### What to do
Once every line below with "corners" has been counted, state the total and nothing else.

________________________

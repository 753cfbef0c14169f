//! Snapshot-based undo history.

use crate::scene::{SceneSnapshot, SceneStore};
use std::collections::VecDeque;

/// Default number of undo steps kept.
pub const DEFAULT_HISTORY_LIMIT: usize = 50;

/// Bounded undo stack of full scene snapshots.
///
/// A mutation is recorded in two steps: [`begin`](Self::begin) copies the
/// scene before anything changes, [`commit`](Self::commit) pushes that copy
/// once the mutation is complete. Gestures call `begin` when they first
/// mutate and `commit` on pointer-up, so a whole drag undoes in one step.
///
/// One-shot commands recorded while a snapshot is pending join that step
/// instead of pushing their own.
#[derive(Debug, Clone)]
pub struct HistoryManager {
    undo_stack: VecDeque<SceneSnapshot>,
    pending: Option<SceneSnapshot>,
    /// A command was folded into the pending step, so it must be pushed
    /// even if the gesture itself changed nothing.
    pending_forced: bool,
    limit: usize,
}

impl Default for HistoryManager {
    fn default() -> Self {
        Self::new(DEFAULT_HISTORY_LIMIT)
    }
}

impl HistoryManager {
    /// Create an empty history keeping at most `limit` snapshots.
    pub fn new(limit: usize) -> Self {
        Self {
            undo_stack: VecDeque::new(),
            pending: None,
            pending_forced: false,
            limit: limit.max(1),
        }
    }

    /// Capture the pre-mutation scene. Does nothing if a snapshot is
    /// already pending.
    pub fn begin(&mut self, scene: &SceneStore) {
        if self.pending.is_none() {
            self.pending = Some(scene.snapshot());
            self.pending_forced = false;
        }
    }

    pub fn is_pending(&self) -> bool {
        self.pending.is_some()
    }

    /// Push the pending snapshot. Returns false if nothing was pending.
    pub fn commit(&mut self) -> bool {
        self.pending_forced = false;
        let Some(snapshot) = self.pending.take() else {
            return false;
        };
        self.push(snapshot);
        true
    }

    /// Drop the pending snapshot without recording it, unless a command was
    /// folded into it, in which case it is committed. Returns true if a
    /// step was pushed.
    pub fn discard(&mut self) -> bool {
        if self.pending_forced {
            return self.commit();
        }
        self.pending = None;
        false
    }

    /// Record the current scene as one undo step; call right before a
    /// one-shot mutation.
    ///
    /// While a snapshot is pending the command joins that step and nothing
    /// is pushed. Returns true if a step was pushed.
    pub fn record(&mut self, scene: &SceneStore) -> bool {
        if self.fold_into_pending() {
            return false;
        }
        self.push(scene.snapshot());
        true
    }

    /// Like [`record`](Self::record) for a snapshot taken before the
    /// mutation was attempted.
    pub fn record_snapshot(&mut self, snapshot: SceneSnapshot) -> bool {
        if self.fold_into_pending() {
            return false;
        }
        self.push(snapshot);
        true
    }

    fn fold_into_pending(&mut self) -> bool {
        if self.pending.is_some() {
            self.pending_forced = true;
            return true;
        }
        false
    }

    fn push(&mut self, snapshot: SceneSnapshot) {
        self.undo_stack.push_back(snapshot);
        while self.undo_stack.len() > self.limit {
            self.undo_stack.pop_front();
        }
    }

    /// Restore the most recent snapshot and clear the selection.
    ///
    /// Any pending snapshot is dropped. Returns false on an empty stack, in
    /// which case the scene is left untouched.
    pub fn undo(&mut self, scene: &mut SceneStore) -> bool {
        self.pending = None;
        self.pending_forced = false;
        match self.undo_stack.pop_back() {
            Some(snapshot) => {
                scene.restore(snapshot);
                true
            }
            None => false,
        }
    }

    pub fn can_undo(&self) -> bool {
        !self.undo_stack.is_empty()
    }

    /// Number of undo steps available.
    pub fn len(&self) -> usize {
        self.undo_stack.len()
    }

    pub fn is_empty(&self) -> bool {
        self.undo_stack.is_empty()
    }

    /// Forget all history.
    pub fn clear(&mut self) {
        self.undo_stack.clear();
        self.pending = None;
        self.pending_forced = false;
    }
}
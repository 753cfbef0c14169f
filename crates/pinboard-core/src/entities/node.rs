//! Board nodes.

use super::{Color, NodeId, next_seed, normalize_degrees};
use kurbo::{Point, Rect, Vec2};
use serde::{Deserialize, Serialize};
use uuid::Uuid;

/// What a node displays. Only [`NodeKind::Frame`] and [`NodeKind::Pin`]
/// change interaction behavior; the rest differ in rendering only.
#[derive(Debug, Clone, Copy, PartialEq, Eq, Hash, Serialize, Deserialize, Default)]
#[serde(rename_all = "lowercase")]
pub enum NodeKind {
    #[default]
    Note,
    Photo,
    Embed,
    /// Grouping container for other nodes.
    Frame,
    /// A bare pushpin; its connection anchor is its center.
    Pin,
}

impl NodeKind {
    /// Size given to freshly created nodes of this kind.
    pub fn default_size(self) -> (f64, f64) {
        match self {
            Self::Note | Self::Embed => (180.0, 150.0),
            Self::Photo => (180.0, 220.0),
            Self::Frame => (400.0, 300.0),
            Self::Pin => (30.0, 30.0),
        }
    }

    /// Whether new nodes of this kind get a casual tilt.
    fn is_tilted(self) -> bool {
        matches!(self, Self::Note | Self::Photo | Self::Embed)
    }
}

/// A rectangular item on the board.
///
/// `position` is the top-left corner of the unrotated box; rotation is applied
/// around the center.
#[derive(Debug, Clone, PartialEq, Serialize, Deserialize)]
pub struct Node {
    pub(crate) id: NodeId,
    pub kind: NodeKind,
    /// Top-left corner of the unrotated box.
    pub position: Point,
    pub width: f64,
    pub height: f64,
    /// Clockwise rotation in degrees, kept in `[0, 360)`.
    #[serde(default)]
    pub(crate) rotation: f64,
    /// Frame this node is grouped into.
    #[serde(default)]
    pub(crate) parent_id: Option<NodeId>,
    /// Text body or caption.
    #[serde(default)]
    pub content: String,
    #[serde(default)]
    pub color: Option<Color>,
    #[serde(default)]
    pub text_color: Option<Color>,
    #[serde(default)]
    pub font_size: Option<f64>,
    /// Opaque media reference (image URL, embed link, file hash).
    #[serde(default)]
    pub media: Option<String>,
}

impl Node {
    /// Create an untilted node with an explicit size.
    pub fn new(kind: NodeKind, position: Point, width: f64, height: f64) -> Self {
        Self {
            id: Uuid::new_v4(),
            kind,
            position,
            width,
            height,
            rotation: 0.0,
            parent_id: None,
            content: String::new(),
            color: None,
            text_color: None,
            font_size: None,
            media: None,
        }
    }

    /// Create a node of the kind's default size at `at`.
    ///
    /// Pins are centered on `at`; every other kind has its top-left corner
    /// there. Notes, photos and embeds get a tilt in `[-10°, 10°)`.
    pub fn create(kind: NodeKind, at: Point) -> Self {
        let (width, height) = kind.default_size();
        let position = match kind {
            NodeKind::Pin => Point::new(at.x - width / 2.0, at.y - height / 2.0),
            _ => at,
        };
        let mut node = match kind {
            NodeKind::Frame => Self::frame(Rect::from_origin_size(position, (width, height))),
            _ => Self::new(kind, position, width, height),
        };
        if kind == NodeKind::Pin {
            node.color = Some(Color::string_red());
        }
        if kind.is_tilted() {
            let unit = f64::from(next_seed()) / f64::from(u32::MAX);
            node.set_rotation(unit * 20.0 - 10.0);
        }
        node
    }

    /// An empty "Group" frame covering `rect`, with white title text.
    pub fn frame(rect: Rect) -> Self {
        let mut node = Self::new(NodeKind::Frame, rect.origin(), rect.width(), rect.height());
        node.content = "Group".to_string();
        node.text_color = Some(Color::white());
        node
    }

    pub fn id(&self) -> NodeId {
        self.id
    }

    pub fn rotation(&self) -> f64 {
        self.rotation
    }

    /// Set the rotation in degrees; the value is wrapped into `[0, 360)` and
    /// non-finite input leaves the rotation unchanged.
    pub fn set_rotation(&mut self, degrees: f64) {
        if degrees.is_finite() {
            self.rotation = normalize_degrees(degrees);
        }
    }

    pub fn parent_id(&self) -> Option<NodeId> {
        self.parent_id
    }

    pub fn is_frame(&self) -> bool {
        self.kind == NodeKind::Frame
    }

    /// Unrotated box in world coordinates.
    pub fn bounds(&self) -> Rect {
        Rect::new(
            self.position.x,
            self.position.y,
            self.position.x + self.width,
            self.position.y + self.height,
        )
    }

    /// Axis-aligned box enclosing the rotated node.
    pub fn rotated_bounds(&self) -> Rect {
        let half_w = self.width / 2.0;
        let half_h = self.height / 2.0;
        let corners = [
            self.local_to_world(Vec2::new(-half_w, -half_h)),
            self.local_to_world(Vec2::new(half_w, -half_h)),
            self.local_to_world(Vec2::new(half_w, half_h)),
            self.local_to_world(Vec2::new(-half_w, half_h)),
        ];
        corners[1..]
            .iter()
            .fold(Rect::from_points(corners[0], corners[0]), |rect, &p| rect.union_pt(p))
    }

    pub fn center(&self) -> Point {
        Point::new(
            self.position.x + self.width / 2.0,
            self.position.y + self.height / 2.0,
        )
    }

    /// Map an offset in the node's local (unrotated, center-origin) frame to
    /// world coordinates.
    pub fn local_to_world(&self, local: Vec2) -> Point {
        let (sin, cos) = self.rotation.to_radians().sin_cos();
        self.center() + Vec2::new(local.x * cos - local.y * sin, local.x * sin + local.y * cos)
    }

    /// Map a world point into the node's local frame (center origin, rotation
    /// undone).
    pub fn world_to_local(&self, world: Point) -> Vec2 {
        let d = world - self.center();
        let (sin, cos) = self.rotation.to_radians().sin_cos();
        Vec2::new(d.x * cos + d.y * sin, -d.x * sin + d.y * cos)
    }

    /// Anchor point where connection strings attach.
    ///
    /// Sits just above the top edge along the node's rotated up axis; frames
    /// keep it inside their header and pins use their center.
    pub fn pin_location(&self) -> Point {
        if self.kind == NodeKind::Pin {
            return self.center();
        }
        let offset = if self.is_frame() { -15.0 } else { 7.0 };
        self.local_to_world(Vec2::new(0.0, -(self.height / 2.0 + offset)))
    }

    /// Move by a world-space delta.
    pub fn translate(&mut self, delta: Vec2) {
        self.position += delta;
    }
}

#[cfg(test)]
mod tests {
    use super::*;

    fn assert_point_eq(a: Point, b: Point) {
        assert!((a.x - b.x).abs() < 1e-9, "{a:?} != {b:?}");
        assert!((a.y - b.y).abs() < 1e-9, "{a:?} != {b:?}");
    }

    #[test]
    fn test_node_creation() {
        let node = Node::new(NodeKind::Note, Point::new(10.0, 20.0), 100.0, 50.0);
        assert_point_eq(node.center(), Point::new(60.0, 45.0));
        assert!(node.parent_id().is_none());
        assert!(node.rotation().abs() < f64::EPSILON);
    }

    #[test]
    fn test_create_defaults() {
        let frame = Node::create(NodeKind::Frame, Point::new(0.0, 0.0));
        assert!((frame.width - 400.0).abs() < f64::EPSILON);
        assert!(frame.rotation().abs() < f64::EPSILON);
        assert_eq!(frame.content, "Group");
        assert_eq!(frame.text_color, Some(Color::white()));
        assert_eq!(Node::create(NodeKind::Note, Point::ZERO).text_color, None);

        let pin = Node::create(NodeKind::Pin, Point::new(100.0, 100.0));
        assert_point_eq(pin.center(), Point::new(100.0, 100.0));

        for _ in 0..20 {
            let note = Node::create(NodeKind::Note, Point::ZERO);
            let r = note.rotation();
            assert!(r < 10.0 + 1e-9 || r >= 350.0 - 1e-9, "tilt out of range: {r}");
        }
    }

    #[test]
    fn test_set_rotation_wraps_and_ignores_nan() {
        let mut node = Node::new(NodeKind::Note, Point::ZERO, 100.0, 100.0);
        node.set_rotation(-30.0);
        assert!((node.rotation() - 330.0).abs() < 1e-9);
        node.set_rotation(f64::NAN);
        assert!((node.rotation() - 330.0).abs() < 1e-9);
    }

    #[test]
    fn test_local_world_roundtrip_under_rotation() {
        let mut node = Node::new(NodeKind::Note, Point::new(100.0, 100.0), 200.0, 100.0);
        node.set_rotation(37.0);
        let local = Vec2::new(42.0, -17.0);
        let world = node.local_to_world(local);
        let back = node.world_to_local(world);
        assert!((back.x - local.x).abs() < 1e-9);
        assert!((back.y - local.y).abs() < 1e-9);
    }

    #[test]
    fn test_pin_location_follows_rotation() {
        let mut node = Node::new(NodeKind::Note, Point::new(0.0, 0.0), 100.0, 100.0);
        assert_point_eq(node.pin_location(), Point::new(50.0, -7.0));

        node.set_rotation(90.0);
        // Up axis now points to +x
        assert_point_eq(node.pin_location(), Point::new(107.0, 50.0));
    }

    #[test]
    fn test_frame_pin_sits_inside_header() {
        let frame = Node::new(NodeKind::Frame, Point::new(0.0, 0.0), 400.0, 300.0);
        assert_point_eq(frame.pin_location(), Point::new(200.0, 15.0));
    }

    #[test]
    fn test_rotated_bounds() {
        let mut node = Node::new(NodeKind::Note, Point::new(0.0, 0.0), 200.0, 100.0);
        node.set_rotation(90.0);
        let bounds = node.rotated_bounds();
        assert!((bounds.width() - 100.0).abs() < 1e-9);
        assert!((bounds.height() - 200.0).abs() < 1e-9);
        assert_point_eq(bounds.center(), node.center());
    }
}
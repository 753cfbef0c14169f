//! Freehand strokes.

use super::{Color, StrokeId};
use kurbo::{Point, Rect, Vec2};
use serde::{Deserialize, Serialize};
use uuid::Uuid;

/// A freehand polyline drawn in world coordinates.
#[derive(Debug, Clone, PartialEq, Serialize, Deserialize)]
pub struct Stroke {
    pub(crate) id: StrokeId,
    /// Points in drawing order.
    pub points: Vec<Point>,
    pub color: Color,
}

impl Stroke {
    /// Start a stroke at `start`.
    pub fn new(start: Point, color: Color) -> Self {
        Self::from_points(vec![start], color)
    }

    /// Create from existing points.
    pub fn from_points(points: Vec<Point>, color: Color) -> Self {
        Self {
            id: Uuid::new_v4(),
            points,
            color,
        }
    }

    pub fn id(&self) -> StrokeId {
        self.id
    }

    /// Add a point to the path.
    pub fn add_point(&mut self, point: Point) {
        self.points.push(point);
    }

    pub fn len(&self) -> usize {
        self.points.len()
    }

    pub fn is_empty(&self) -> bool {
        self.points.is_empty()
    }

    /// Bounding box of all points, `None` when empty.
    pub fn bounds(&self) -> Option<Rect> {
        let (first, rest) = self.points.split_first()?;
        Some(
            rest.iter()
                .fold(Rect::from_points(*first, *first), |rect, &p| rect.union_pt(p)),
        )
    }

    /// Whether `point` lies strictly within `threshold` of the polyline.
    ///
    /// A single-point stroke is tested by point distance.
    pub fn hit_test(&self, point: Point, threshold: f64) -> bool {
        match self.points.as_slice() {
            [] => false,
            [only] => only.distance(point) < threshold,
            points => points
                .windows(2)
                .any(|pair| distance_to_segment(point, pair[0], pair[1]) < threshold),
        }
    }

    /// Whether any recorded point lies within `radius` of `point`.
    pub fn has_point_near(&self, point: Point, radius: f64) -> bool {
        self.points.iter().any(|p| p.distance(point) < radius)
    }

    /// Move every point by a world-space delta.
    pub fn translate(&mut self, delta: Vec2) {
        for point in &mut self.points {
            *point += delta;
        }
    }
}

/// Distance from `point` to the segment `start..end`.
pub(crate) fn distance_to_segment(point: Point, start: Point, end: Point) -> f64 {
    let line_vec = end - start;
    let line_len_sq = line_vec.hypot2();
    if line_len_sq < f64::EPSILON {
        // Degenerate segment
        return point.distance(start);
    }

    let t = ((point - start).dot(line_vec) / line_len_sq).clamp(0.0, 1.0);
    point.distance(start + line_vec * t)
}

#[cfg(test)]
mod tests {
    use super::*;

    fn horizontal() -> Stroke {
        Stroke::from_points(
            vec![Point::new(0.0, 0.0), Point::new(100.0, 0.0), Point::new(100.0, 100.0)],
            Color::black(),
        )
    }

    #[test]
    fn test_hit_test_segments() {
        let stroke = horizontal();
        assert!(stroke.hit_test(Point::new(50.0, 5.0), 10.0));
        assert!(stroke.hit_test(Point::new(105.0, 50.0), 10.0));
        assert!(!stroke.hit_test(Point::new(50.0, 50.0), 10.0));
        // Beyond the end cap
        assert!(!stroke.hit_test(Point::new(-15.0, 0.0), 10.0));
    }

    #[test]
    fn test_single_point_hit() {
        let stroke = Stroke::new(Point::new(10.0, 10.0), Color::black());
        assert!(stroke.hit_test(Point::new(13.0, 14.0), 6.0));
        assert!(!stroke.hit_test(Point::new(13.0, 14.0), 5.0));
    }

    #[test]
    fn test_has_point_near_ignores_segment_interior() {
        let stroke = horizontal();
        assert!(stroke.has_point_near(Point::new(95.0, 5.0), 20.0));
        assert!(!stroke.has_point_near(Point::new(50.0, 0.0), 20.0));
    }

    #[test]
    fn test_translate_and_bounds() {
        let mut stroke = horizontal();
        stroke.translate(Vec2::new(10.0, -10.0));
        let bounds = stroke.bounds().unwrap();
        assert!((bounds.x0 - 10.0).abs() < f64::EPSILON);
        assert!((bounds.y1 - 90.0).abs() < f64::EPSILON);
        assert!(Stroke::from_points(Vec::new(), Color::black()).bounds().is_none());
    }
}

________________________

### Result of this exercise
3